──────── LISTED RECORDS
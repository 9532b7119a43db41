//! # Primitive Shape Generation

use cgmath::Vector3;

use super::GeometryData;

/// (normal, u axis, v axis) per face, with u × v = normal so that each face
/// winds counter-clockwise seen from outside.
const BOX_FACES: [([f32; 3], [f32; 3], [f32; 3]); 6] = [
    ([1.0, 0.0, 0.0], [0.0, 0.0, -1.0], [0.0, 1.0, 0.0]),
    ([-1.0, 0.0, 0.0], [0.0, 0.0, 1.0], [0.0, 1.0, 0.0]),
    ([0.0, 1.0, 0.0], [1.0, 0.0, 0.0], [0.0, 0.0, -1.0]),
    ([0.0, -1.0, 0.0], [1.0, 0.0, 0.0], [0.0, 0.0, 1.0]),
    ([0.0, 0.0, 1.0], [1.0, 0.0, 0.0], [0.0, 1.0, 0.0]),
    ([0.0, 0.0, -1.0], [-1.0, 0.0, 0.0], [0.0, 1.0, 0.0]),
];

/// Generate a box centered at the origin with the given edge lengths
///
/// Every face gets its own four vertices so normals stay flat, and the full
/// 0..1 UV range so a texture covers each face once before repetition.
pub fn generate_box(width: f32, height: f32, depth: f32) -> GeometryData {
    let mut data = GeometryData::new();
    let half = Vector3::new(width * 0.5, height * 0.5, depth * 0.5);
    let extent_along = |axis: Vector3<f32>| {
        axis.x.abs() * half.x + axis.y.abs() * half.y + axis.z.abs() * half.z
    };

    for (normal, u_axis, v_axis) in BOX_FACES {
        let n = Vector3::from(normal);
        let u = Vector3::from(u_axis);
        let v = Vector3::from(v_axis);

        let center = n * extent_along(n);
        let u = u * extent_along(u);
        let v = v * extent_along(v);

        let base = data.vertices.len() as u32;
        let corners = [
            (center - u - v, [0.0, 1.0]),
            (center + u - v, [1.0, 1.0]),
            (center + u + v, [1.0, 0.0]),
            (center - u + v, [0.0, 0.0]),
        ];
        for (position, uv) in corners {
            data.vertices.push(position.into());
            data.normals.push(normal);
            data.tex_coords.push(uv);
        }

        data.indices
            .extend_from_slice(&[base, base + 1, base + 2, base + 2, base + 3, base]);
    }

    data
}

/// Generate a unit cube centered at the origin
pub fn generate_cube() -> GeometryData {
    generate_box(1.0, 1.0, 1.0)
}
────────────────
WHAT THE TASK REQUIRES: Wherever the word "half" turns up in the records above, copy the line that holds it.

EXPECTED OUTPUT:
    let half = Vector3::new(width * 0.5, height * 0.5, depth * 0.5);
        axis.x.abs() * half.x + axis.y.abs() * half.y + axis.z.abs() * half.z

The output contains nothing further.